There's no need to cultivate him. No gamble taken on whether he's good enough to open the portal. He passed the final test already. Graduated 4 semesters early.
And as such, has a free pass to do Absolute Fuck All.
And I'm imagining how funny this is from like an outside perspective.
Some newish state alchemist who'd only ever read up on the stories of Edward Elric, ready and excited to start their career of being paid handsomely with endless freedom to research and travel and do anything they want in the pursuit of science... surprised and confused to find themselves put on probation their first month for things like "ignoring orders." Which is, as best they had thought, a famous Edward Elric pastime.
Roy showing a slight bit of stress about his yearly state alchemist report, and Ed just snorting and rolling his eyes at Roy because every year HE just hastily does his on the train ride over (canon in the manga, a travesty it was left out of the anime) and it gets rubber stamped. Ed not realizing that other alchemists' reports get genuinely scrutinized and torn apart while Ed is free to turn in whatever absolute bullshit he thinks of 36 hours ahead of time. One year his report was about whether alchemy could be done via dance (conclusion: no it can't) and no one cared. Roy WANTS to tell Ed there's some kind of unknown favoritism around Ed making him literally bullet-proof but Roy has no way to phrase this that doesn't sound like he's just in denial and mad at how good Ed's train-reports are.

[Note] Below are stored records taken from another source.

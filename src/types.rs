use indexmap::IndexMap;
use ndarray::{Array1, Array2};
use serde::{Deserialize, Serialize};
use std::fmt;

/// Single-precision geolocation array (lines x pixels)
pub type GeoArray = Array2<f32>;

/// Calibrated physical array; NaN marks invalid cells
pub type PhysicalArray = Array2<f32>;

/// Per-pixel latitude/longitude of an opened product
#[derive(Debug, Clone)]
pub enum NavigationGrid {
    /// Full-resolution swath geometry (one coordinate per pixel)
    Swath { lat: GeoArray, lon: GeoArray },
    /// Regular lat/lon grid described by its two axes
    Regular { lat: Array1<f32>, lon: Array1<f32> },
}

impl NavigationGrid {
    /// Build a swath grid, checking both arrays share a shape
    pub fn swath(lat: GeoArray, lon: GeoArray) -> SgliResult<Self> {
        if lat.dim() != lon.dim() {
            return Err(SgliError::InvalidInput(format!(
                "latitude grid {:?} and longitude grid {:?} differ in shape",
                lat.dim(),
                lon.dim()
            )));
        }
        Ok(NavigationGrid::Swath { lat, lon })
    }

    /// (rows, cols) addressed by this grid
    pub fn dim(&self) -> (usize, usize) {
        match self {
            NavigationGrid::Swath { lat, .. } => lat.dim(),
            NavigationGrid::Regular { lat, lon } => (lat.len(), lon.len()),
        }
    }

    /// Coordinate at a pixel as (lat, lon)
    pub fn coordinate_at(&self, pixel: PixelCoordinate) -> Option<(f32, f32)> {
        match self {
            NavigationGrid::Swath { lat, lon } => {
                let idx = [pixel.row, pixel.col];
                Some((*lat.get(idx)?, *lon.get(idx)?))
            }
            NavigationGrid::Regular { lat, lon } => {
                Some((*lat.get(pixel.row)?, *lon.get(pixel.col)?))
            }
        }
    }
}

/// (row, col) index into a navigation grid or a data array
#[derive(Debug, Clone, Copy, PartialEq, Eq, Hash, Serialize, Deserialize)]
pub struct PixelCoordinate {
    pub row: usize,
    pub col: usize,
}

impl PixelCoordinate {
    pub fn new(row: usize, col: usize) -> Self {
        Self { row, col }
    }
}

impl fmt::Display for PixelCoordinate {
    fn fmt(&self, f: &mut fmt::Formatter<'_>) -> fmt::Result {
        write!(f, "[{}, {}]", self.row, self.col)
    }
}

/// Result of a nearest-pixel search
#[derive(Debug, Clone, Copy, PartialEq)]
pub struct PixelMatch {
    pub pixel: PixelCoordinate,
    /// Squared distance in degree space
    pub sq_distance: f64,
}

/// One field of an extracted pixel
#[derive(Debug, Clone, Copy, PartialEq, Serialize, Deserialize)]
#[serde(untagged)]
pub enum PixelValue {
    /// Calibrated quantity, NaN when the DN was declared invalid
    Physical(f32),
    /// Decoded quality flag bit
    Flag(u8),
}

impl PixelValue {
    pub fn is_nan(&self) -> bool {
        matches!(self, PixelValue::Physical(v) if v.is_nan())
    }
}

impl fmt::Display for PixelValue {
    fn fmt(&self, f: &mut fmt::Formatter<'_>) -> fmt::Result {
        match self {
            PixelValue::Physical(v) => write!(f, "{}", v),
            PixelValue::Flag(b) => write!(f, "{}", b),
        }
    }
}

/// Flat field-name to value mapping for one (product, lat, lon) query.
///
/// Insertion order is kept so that column order stays stable for CSV output.
/// Serializes as a plain JSON object, e.g. `{"Rrs_443":0.5,"LAND":1}`.
#[derive(Debug, Clone, Default, PartialEq, Serialize)]
#[serde(transparent)]
pub struct PixelRecord {
    fields: IndexMap<String, PixelValue>,
}

impl PixelRecord {
    pub fn new() -> Self {
        Self::default()
    }

    /// Insert a field, replacing an existing value under the same name
    pub fn insert(&mut self, name: impl Into<String>, value: PixelValue) {
        self.fields.insert(name.into(), value);
    }

    pub fn get(&self, name: &str) -> Option<PixelValue> {
        self.fields.get(name).copied()
    }

    pub fn contains(&self, name: &str) -> bool {
        self.fields.contains_key(name)
    }

    /// Merge another record in, later values win
    pub fn merge(&mut self, other: PixelRecord) {
        self.fields.extend(other.fields);
    }

    pub fn len(&self) -> usize {
        self.fields.len()
    }

    pub fn is_empty(&self) -> bool {
        self.fields.is_empty()
    }

    pub fn field_names(&self) -> impl Iterator<Item = &str> {
        self.fields.keys().map(String::as_str)
    }

    pub fn iter(&self) -> impl Iterator<Item = (&str, PixelValue)> {
        self.fields.iter().map(|(k, v)| (k.as_str(), *v))
    }
}

impl IntoIterator for PixelRecord {
    type Item = (String, PixelValue);
    type IntoIter = indexmap::map::IntoIter<String, PixelValue>;

    fn into_iter(self) -> Self::IntoIter {
        self.fields.into_iter()
    }
}

/// JASMES gridded ocean products, one file per product code
#[derive(Debug, Clone, Copy, PartialEq, Eq, PartialOrd, Ord, Hash, Serialize, Deserialize)]
pub enum JasmesProduct {
    #[serde(rename = "NWLR_380")]
    Nwlr380,
    #[serde(rename = "NWLR_412")]
    Nwlr412,
    #[serde(rename = "NWLR_443")]
    Nwlr443,
    #[serde(rename = "NWLR_490")]
    Nwlr490,
    #[serde(rename = "NWLR_530")]
    Nwlr530,
    #[serde(rename = "NWLR_565")]
    Nwlr565,
    #[serde(rename = "NWLR_670")]
    Nwlr670,
    #[serde(rename = "PAR")]
    Par,
    #[serde(rename = "TAUA_670")]
    Taua670,
    #[serde(rename = "TAUA_865")]
    Taua865,
    #[serde(rename = "FAI")]
    Fai,
    #[serde(rename = "CDOM")]
    Cdom,
    #[serde(rename = "CHLA")]
    Chla,
    #[serde(rename = "TSM")]
    Tsm,
    #[serde(rename = "SST")]
    Sst,
    #[serde(rename = "Cloud_probability")]
    CloudProbability,
}

impl JasmesProduct {
    pub const ALL: [JasmesProduct; 16] = [
        JasmesProduct::Nwlr380,
        JasmesProduct::Nwlr412,
        JasmesProduct::Nwlr443,
        JasmesProduct::Nwlr490,
        JasmesProduct::Nwlr530,
        JasmesProduct::Nwlr565,
        JasmesProduct::Nwlr670,
        JasmesProduct::Par,
        JasmesProduct::Taua670,
        JasmesProduct::Taua865,
        JasmesProduct::Fai,
        JasmesProduct::Cdom,
        JasmesProduct::Chla,
        JasmesProduct::Tsm,
        JasmesProduct::Sst,
        JasmesProduct::CloudProbability,
    ];

    /// Product code as used in file variables and output columns
    pub fn code(&self) -> &'static str {
        match self {
            JasmesProduct::Nwlr380 => "NWLR_380",
            JasmesProduct::Nwlr412 => "NWLR_412",
            JasmesProduct::Nwlr443 => "NWLR_443",
            JasmesProduct::Nwlr490 => "NWLR_490",
            JasmesProduct::Nwlr530 => "NWLR_530",
            JasmesProduct::Nwlr565 => "NWLR_565",
            JasmesProduct::Nwlr670 => "NWLR_670",
            JasmesProduct::Par => "PAR",
            JasmesProduct::Taua670 => "TAUA_670",
            JasmesProduct::Taua865 => "TAUA_865",
            JasmesProduct::Fai => "FAI",
            JasmesProduct::Cdom => "CDOM",
            JasmesProduct::Chla => "CHLA",
            JasmesProduct::Tsm => "TSM",
            JasmesProduct::Sst => "SST",
            JasmesProduct::CloudProbability => "Cloud_probability",
        }
    }

    pub fn from_code(code: &str) -> Option<Self> {
        Self::ALL.iter().copied().find(|p| p.code() == code)
    }

    /// Resolve a batch column name such as `ftp_path_NWLR_380`
    pub fn from_column(column: &str) -> Option<Self> {
        Self::from_code(column.strip_prefix("ftp_path_").unwrap_or(column))
    }

    /// Water-leaving radiance products also yield a derived Rrs value
    pub fn is_water_leaving_radiance(&self) -> bool {
        self.code().starts_with("NWLR")
    }
}

impl fmt::Display for JasmesProduct {
    fn fmt(&self, f: &mut fmt::Formatter<'_>) -> fmt::Result {
        f.write_str(self.code())
    }
}

/// Product families with a distinct band layout
#[derive(Debug, Clone, Copy, PartialEq, Eq, Hash, Serialize, Deserialize)]
pub enum ProductFamily {
    /// G-Portal level-1B top-of-atmosphere radiance/reflectance
    #[serde(rename = "L1B")]
    GportalL1B,
    /// G-Portal level-2 normalized water-leaving radiance (reported as Rrs)
    #[serde(rename = "L2R")]
    GportalL2R,
    /// G-Portal level-2 in-water properties
    #[serde(rename = "L2P")]
    GportalL2P,
    /// One JASMES single-product file
    Jasmes(JasmesProduct),
}

impl ProductFamily {
    /// G-Portal catalog dataset id, None for JASMES
    pub fn dataset_id(&self) -> Option<&'static str> {
        match self {
            ProductFamily::GportalL1B => Some("10001003"),
            ProductFamily::GportalL2R => Some("10002000"),
            ProductFamily::GportalL2P => Some("10002001"),
            ProductFamily::Jasmes(_) => None,
        }
    }

    /// Parse the level names used by batch tables (`L1B`, `L2R`, `L2P`)
    pub fn from_level(level: &str) -> Option<Self> {
        match level.to_uppercase().as_str() {
            "L1B" => Some(ProductFamily::GportalL1B),
            "L2R" => Some(ProductFamily::GportalL2R),
            "L2P" => Some(ProductFamily::GportalL2P),
            _ => None,
        }
    }
}

impl fmt::Display for ProductFamily {
    fn fmt(&self, f: &mut fmt::Formatter<'_>) -> fmt::Result {
        match self {
            ProductFamily::GportalL1B => write!(f, "L1B"),
            ProductFamily::GportalL2R => write!(f, "L2R"),
            ProductFamily::GportalL2P => write!(f, "L2P"),
            ProductFamily::Jasmes(p) => write!(f, "JASMES {}", p),
        }
    }
}

/// G-Portal spatial resolution classes
#[derive(Debug, Clone, Copy, PartialEq, Eq, Serialize, Deserialize)]
pub enum Resolution {
    #[serde(rename = "250m")]
    High,
    #[serde(rename = "1km")]
    Low,
}

impl Resolution {
    pub fn as_str(&self) -> &'static str {
        match self {
            Resolution::High => "250m",
            Resolution::Low => "1km",
        }
    }

    /// Accepts `250m`/`250` and `1km`/`1000`/`1`
    pub fn parse(s: &str) -> Option<Self> {
        let s = s.trim();
        if s.starts_with("250") {
            Some(Resolution::High)
        } else if s.starts_with('1') {
            Some(Resolution::Low)
        } else {
            None
        }
    }
}

/// Error types for pixel extraction
#[derive(Debug, thiserror::Error)]
pub enum SgliError {
    #[error("Geolocation unavailable: navigation grid has no valid coordinate")]
    GeolocationUnavailable,

    #[error("Corrupt product: {0}")]
    CorruptProduct(String),

    #[error("Band not found: {band}")]
    BandNotFound { band: String },

    #[error("Invalid input: {0}")]
    InvalidInput(String),

    #[error("I/O error: {0}")]
    Io(#[from] std::io::Error),

    #[error("JSON error: {0}")]
    Json(#[from] serde_json::Error),

    #[cfg(feature = "gdal")]
    #[error("GDAL error: {0}")]
    Gdal(#[from] gdal::errors::GdalError),
}

impl SgliError {
    pub fn band_not_found(band: impl Into<String>) -> Self {
        SgliError::BandNotFound { band: band.into() }
    }
}

/// Result type for extraction operations
pub type SgliResult<T> = Result<T, SgliError>;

Guy from the Internal Amestrian Affairs sector who's responsible for auditing other internal military personel for any suspicious activity hitting about 1 million red flags for Edward Elric, issuing a STRONG and URGENT recommendation to suspend the alchemist pending further investigation into things like "literal bunk-buddies with two members of the Xingese royalty (enemy nation)" and "spent $10,000,000 of his stipend on a librarian to make her re-copy (what he seemed to interpret as?) military records in some extremely transparent effort to unearth state secrets (it was a recipe book but he was literally asking her about state secrets)" and "literally has never once obeyed an order, ever, not even once in his career, and is on public record having said 'I do not care about the goals and protections of the Amestrian Military. I am in fact only pursuing my own interests several of which are diametrically opposed to the safety and well-being of the governing body of Amestris'"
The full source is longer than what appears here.